Four things I’m reading this week:
60 Percent of Small Businesses Can’t Be Wrong – Can They? In the last four months, a new statistic has been making the rounds in DC. It’s appeared in cybersecurity bills in the House and Senate and has been referenced in Congressional testimony. According to the statistic, 60 percent of small businesses that are the victim of a cyber attack fail within six months.
The statistic is also without any basis and almost certainly wrong. But despite that, it’s actually not that surprising that it’s gotten so much interest, because if you don’t examine it closely, it sounds like the sort of statistic one might expect about cybersecurity. Digging into this response actually reveals quite a bit about how we think about cybersecurity.
As addressed in many public debates, cybersecurity seems like a strange, inexplicable, existential threat that routinely topples large and small organizations. This fits with terms like “cyber Pearl Harbor,” and “cyber 9/11” that seem to persist no matter how many times they are debunked. This is the same perspective that underlies this new stat.
But as many people have said, this vision of cyber threat is far wide of the mark. Rather than a rare, existential event, cyber intrusions are much more like an ongoing, low-grade threat that degrades trust in the system as a whole. The fact that we continue to focus on these mythical, massive cyber threats means that we radically underinvest in the real costs that we face every day – and this is part of why our national cybersecurity investment continues to seem misaligned with the threat that most organizations face.

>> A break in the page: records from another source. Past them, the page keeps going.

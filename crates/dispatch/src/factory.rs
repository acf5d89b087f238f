//! Factory — assembles a [`Dispatcher`] from configuration.
//!
//! Registration order (and so aggregation order) is: built-in validators,
//! the rule engine adapter, then the plugin registry. Every construction
//! error is collected; nothing that fails to build stops the rest.

use std::path::{Path, PathBuf};
use std::sync::Arc;
use std::time::Duration;
use thiserror::Error;
use toolwarden_config::AppConfig;
use toolwarden_core::{CallContext, PluginError, ValidatorError};
use toolwarden_plugins::{PluginRegistry, PluginRegistryValidator};
use toolwarden_rules::{RuleEngine, RuleError, RuleValidator};
use toolwarden_security::PluginPathPolicy;
use toolwarden_validators::BuiltinFactory;
use tracing::info;

use crate::dispatcher::{DispatchOptions, Dispatcher};
use crate::registry::ValidatorRegistry;

/// One thing that failed to build.
#[derive(Debug, Clone, Error)]
pub enum BuildError {
    #[error("validator: {0}")]
    Validator(#[from] ValidatorError),

    #[error("rule: {0}")]
    Rule(#[from] RuleError),

    #[error("plugin: {0}")]
    Plugin(#[from] PluginError),
}

/// A ready dispatcher plus handles for inspection.
pub struct Build {
    pub dispatcher: Dispatcher,
    pub rules: Arc<RuleEngine>,
    pub plugins: Arc<PluginRegistry>,
    pub errors: Vec<BuildError>,
}

pub struct DispatcherFactory {
    config: AppConfig,
    project_root: Option<PathBuf>,
    builtins: Option<BuiltinFactory>,
}

impl DispatcherFactory {
    pub fn new(config: AppConfig) -> Self {
        Self {
            config,
            project_root: None,
            builtins: None,
        }
    }

    /// Project whose `.toolwarden/plugins` directory may hold plugins; also the git working tree.
    pub fn with_project_root(mut self, root: impl Into<PathBuf>) -> Self {
        self.project_root = Some(root.into());
        self
    }

    /// Replace the built-in factory (tests inject a fake git runner this way).
    pub fn with_builtins(mut self, builtins: BuiltinFactory) -> Self {
        self.builtins = Some(builtins);
        self
    }

    pub fn plugin_policy(&self) -> PluginPathPolicy {
        PluginPathPolicy::for_plugin_dirs(
            self.config.global_plugin_dir(),
            self.project_root
                .as_deref()
                .map(AppConfig::project_plugin_dir),
        )
    }

    pub async fn build(mut self, cx: &CallContext) -> Build {
        let mut registry = ValidatorRegistry::new();
        let mut errors: Vec<BuildError> = Vec::new();

        let builtins = self.builtins.take().unwrap_or_else(|| {
            BuiltinFactory::new(self.config.validators.clone(), self.project_root.clone())
        });
        let (built, builtin_errors) = builtins.build();
        for builtin in built {
            registry.register(builtin.validator, builtin.predicate);
        }
        errors.extend(builtin_errors.into_iter().map(BuildError::from));

        let rules = if self.config.rules.enabled {
            let (engine, rule_errors) = RuleEngine::from_config(&self.config.rules);
            errors.extend(rule_errors.into_iter().map(BuildError::from));
            Arc::new(engine)
        } else {
            Arc::new(RuleEngine::empty())
        };
        let rule_validator = RuleValidator::new(rules.clone());
        let rule_predicate = rule_validator.predicate();
        registry.register(Arc::new(rule_validator), rule_predicate);

        let plugins = Arc::new(PluginRegistry::with_default_loaders(
            self.plugin_policy(),
            Duration::from_millis(self.config.plugins.default_timeout_ms),
        ));
        let plugin_errors = plugins.load_all(cx, &self.config.plugins).await;
        errors.extend(plugin_errors.into_iter().map(BuildError::from));
        let options = DispatchOptions::from_config(&self.config.dispatch);
        let plugin_validator = PluginRegistryValidator::new(plugins.clone())
            .with_concurrency(options.plugin_concurrency());
        let plugin_predicate = plugin_validator.predicate();
        registry.register(Arc::new(plugin_validator), plugin_predicate);

        info!(
            validators = registry.len(),
            rules = rules.active_count(),
            plugins = plugins.len(),
            errors = errors.len(),
            "Dispatcher built"
        );

        Build {
            dispatcher: Dispatcher::new(registry, options),
            rules,
            plugins,
            errors,
        }
    }
}

/// Build a dispatcher from `config`, scoped to `project_root` when known.
pub async fn build_from_config(
    cx: &CallContext,
    config: AppConfig,
    project_root: Option<&Path>,
) -> Build {
    let mut factory = DispatcherFactory::new(config);
    if let Some(root) = project_root {
        factory = factory.with_project_root(root);
    }
    factory.build(cx).await
}

#[cfg(test)]
mod tests {
    use super::*;
    use toolwarden_core::{Decision, EventContext};

    fn config(toml: &str) -> AppConfig {
        AppConfig::from_toml_str(toml).unwrap()
    }

    #[tokio::test]
    async fn registers_in_fixed_order() {
        let build = DispatcherFactory::new(AppConfig::default())
            .build(&CallContext::background())
            .await;
        assert!(build.errors.is_empty());
        assert_eq!(
            build.dispatcher.registry().names(),
            [
                "shell.dangerous_commands",
                "file.sensitive_paths",
                "git.push",
                "git.commit",
                "rules",
                "plugins"
            ]
        );
    }

    #[tokio::test]
    async fn errors_from_every_source_are_collected() {
        let build = DispatcherFactory::new(config(
            r#"
[validators.shell]
extra_blocked_patterns = ["("]

[[rules.rules]]
name = "broken"
[rules.rules.match]
command_pattern = "re:("

[[plugins.entries]]
name = "lua"
type = "lua"
"#,
        ))
        .build(&CallContext::background())
        .await;

        assert_eq!(build.errors.len(), 3);
        assert!(matches!(build.errors[0], BuildError::Validator(_)));
        assert!(matches!(build.errors[1], BuildError::Rule(_)));
        assert!(matches!(build.errors[2], BuildError::Plugin(_)));
        // The rest still works.
        let verdict = build
            .dispatcher
            .dispatch(&CallContext::background(), &EventContext::write(".env", "X=1"))
            .await
            .unwrap();
        assert_eq!(verdict.decision, Decision::Block);
    }

    #[tokio::test]
    async fn rules_take_part_in_dispatch() {
        let build = DispatcherFactory::new(config(
            r#"
[validators.git]
enabled = false

[[rules.rules]]
name = "no-npm-publish"
[rules.rules.match]
command_pattern = "npm publish"
[rules.rules.action]
type = "warn"
message = "Publishing is done by CI"
"#,
        ))
        .build(&CallContext::background())
        .await;

        let verdict = build
            .dispatcher
            .dispatch(&CallContext::background(), &EventContext::bash("npm publish"))
            .await
            .unwrap();
        assert_eq!(verdict.decision, Decision::Warn);
        assert_eq!(verdict.message(), "Publishing is done by CI");
    }

    #[tokio::test]
    async fn disabled_rules_section_is_empty() {
        let build = DispatcherFactory::new(config(
            "[rules]\nenabled = false\n[[rules.rules]]\nname = \"x\"\n[rules.rules.match]\ncommand_pattern = \"ls\"\n",
        ))
        .build(&CallContext::background())
        .await;
        assert_eq!(build.rules.active_count(), 0);
    }
}
//! Call context — deadline and cancellation carried into every validator call.
//!
//! A dispatch receives a [`CallContext`] from its caller and derives a child
//! for each validator. Cancelling a parent cancels all children; a child's
//! deadline never extends past its parent's.

use std::future::Future;
use std::time::Duration;

use tokio::time::Instant;
use tokio_util::sync::CancellationToken;

use crate::error::CallError;

#[derive(Debug, Clone)]
pub struct CallContext {
    deadline: Option<Instant>,
    token: CancellationToken,
}

impl Default for CallContext {
    fn default() -> Self {
        Self::background()
    }
}

impl CallContext {
    /// A context with no deadline that is never cancelled unless asked to.
    pub fn background() -> Self {
        Self {
            deadline: None,
            token: CancellationToken::new(),
        }
    }

    /// A fresh context expiring `timeout` from now.
    pub fn with_timeout(timeout: Duration) -> Self {
        Self {
            deadline: Some(Instant::now() + timeout),
            token: CancellationToken::new(),
        }
    }

    /// A child sharing this context's deadline, cancelled along with it.
    pub fn child(&self) -> Self {
        Self {
            deadline: self.deadline,
            token: self.token.child_token(),
        }
    }

    /// A child whose deadline is the earlier of ours and `now + timeout`.
    pub fn child_with_timeout(&self, timeout: Duration) -> Self {
        let candidate = Instant::now() + timeout;
        Self {
            deadline: Some(match self.deadline {
                Some(existing) => existing.min(candidate),
                None => candidate,
            }),
            token: self.token.child_token(),
        }
    }

    /// A child that applies `fallback` only when no deadline is set yet.
    pub fn child_or_timeout(&self, fallback: Duration) -> Self {
        match self.deadline {
            Some(_) => self.child(),
            None => self.child_with_timeout(fallback),
        }
    }

    pub fn deadline(&self) -> Option<Instant> {
        self.deadline
    }

    /// Time left before the deadline; `None` when there is no deadline.
    pub fn remaining(&self) -> Option<Duration> {
        self.deadline
            .map(|d| d.saturating_duration_since(Instant::now()))
    }

    pub fn cancel(&self) {
        self.token.cancel();
    }

    /// Fail fast if the context is already cancelled or past its deadline.
    pub fn check(&self) -> Result<(), CallError> {
        if self.token.is_cancelled() {
            return Err(CallError::Cancelled);
        }
        if let Some(deadline) = self.deadline
            && Instant::now() >= deadline
        {
            return Err(CallError::DeadlineExceeded);
        }
        Ok(())
    }

    pub fn is_done(&self) -> bool {
        self.check().is_err()
    }

    /// Drive `fut` until it completes, the deadline passes, or the context is cancelled.
    ///
    /// The future is dropped on expiry, which is what aborts in-flight work
    /// (child processes spawned with `kill_on_drop`, pending RPC calls).
    pub async fn run<F>(&self, fut: F) -> Result<F::Output, CallError>
    where
        F: Future,
    {
        self.check()?;
        let expiry = async {
            match self.deadline {
                Some(deadline) => tokio::time::sleep_until(deadline).await,
                None => std::future::pending::<()>().await,
            }
        };
        tokio::select! {
            biased;
            _ = self.token.cancelled() => Err(CallError::Cancelled),
            _ = expiry => Err(CallError::DeadlineExceeded),
            out = fut => Ok(out),
        }
    }
}
//! Error types for the toolwarden domain.
//!
//! Uses `thiserror` for ergonomic error definitions.
//! Each bounded context has its own error enum.

use thiserror::Error;

use crate::result::ValidationResult;

/// Why a call stopped before producing a value.
#[derive(Debug, Clone, Copy, PartialEq, Eq, Error)]
pub enum CallError {
    #[error("deadline exceeded")]
    DeadlineExceeded,

    #[error("cancelled")]
    Cancelled,
}

#[derive(Debug, Clone, Error)]
pub enum PluginError {
    #[error("unsupported plugin transport '{transport}' for plugin '{name}'")]
    UnsupportedTransport { name: String, transport: String },

    #[error("plugin '{name}' is missing required field '{field}'")]
    MissingField { name: String, field: String },

    #[error("invalid predicate for plugin '{name}': {reason}")]
    InvalidPredicate { name: String, reason: String },

    #[error("security check failed for plugin '{name}': {reason}")]
    Security { name: String, reason: String },

    #[error("invalid TLS configuration for plugin '{name}': {reason}")]
    Tls { name: String, reason: String },

    #[error("plugin '{name}' failed to load: {reason}")]
    LoadFailed { name: String, reason: String },

    #[error("plugin '{name}' exited with status {code}: {stderr}")]
    NonZeroExit {
        name: String,
        code: i32,
        stderr: String,
    },

    #[error("plugin '{name}' returned a malformed response: {reason}")]
    MalformedResponse { name: String, reason: String },

    #[error("plugin '{name}' returned no response")]
    NilResponse { name: String },

    #[error("plugin '{name}' transport failure: {reason}")]
    Transport { name: String, reason: String },

    #[error("plugin '{name}' timed out")]
    Timeout { name: String },

    #[error("plugin '{name}' call was cancelled")]
    Cancelled { name: String },

    #[error("plugin loader is closed")]
    LoaderClosed,
}

impl PluginError {
    /// Map an aborted call onto the plugin that was being invoked.
    pub fn from_call(name: &str, err: CallError) -> Self {
        match err {
            CallError::DeadlineExceeded => PluginError::Timeout { name: name.into() },
            CallError::Cancelled => PluginError::Cancelled { name: name.into() },
        }
    }

    pub fn is_timeout(&self) -> bool {
        matches!(self, PluginError::Timeout { .. })
    }
}

#[derive(Debug, Clone, Error)]
pub enum ValidatorError {
    #[error(transparent)]
    Plugin(#[from] PluginError),

    #[error("validator '{name}' timed out")]
    Timeout { name: String },

    #[error("validator '{name}' was cancelled")]
    Cancelled { name: String },

    #[error("validator '{name}' failed: {reason}")]
    Failed { name: String, reason: String },
}

impl ValidatorError {
    pub fn from_call(name: &str, err: CallError) -> Self {
        match err {
            CallError::DeadlineExceeded => ValidatorError::Timeout { name: name.into() },
            CallError::Cancelled => ValidatorError::Cancelled { name: name.into() },
        }
    }

    /// Timeouts are reported separately from plugin-reported failures.
    pub fn is_timeout(&self) -> bool {
        match self {
            ValidatorError::Timeout { .. } => true,
            ValidatorError::Plugin(e) => e.is_timeout(),
            _ => false,
        }
    }

    /// Short label used as the `kind` field in logs and result details.
    pub fn kind(&self) -> &'static str {
        if self.is_timeout() {
            return "timeout";
        }
        match self {
            ValidatorError::Cancelled { .. }
            | ValidatorError::Plugin(PluginError::Cancelled { .. }) => "cancelled",
            ValidatorError::Plugin(_) => "plugin_error",
            _ => "validator_error",
        }
    }

    /// Convert a failed validator run into a blocking result.
    ///
    /// A validator that could not produce an answer fails closed.
    pub fn into_result(self) -> ValidationResult {
        let kind = self.kind();
        let message = match &self {
            ValidatorError::Plugin(e) => format!("Plugin error: {e}"),
            other => format!("Validator error: {other}"),
        };
        ValidationResult::block(message).with_detail("error_kind", kind)
    }
}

So this statistic isn’t just important because it’s wrong – so wrong, in fact, that if it were correct, it would probably mean that virtually every small business failure would be because of a cyber event. It’s important because it reveals how we misunderstand cyber-enabled threats, and how that misunderstanding leads to misinvestment and contributes to the challenges we face today.
I'm reading: "How a Fake Cyber Statistic Raced Through Washington."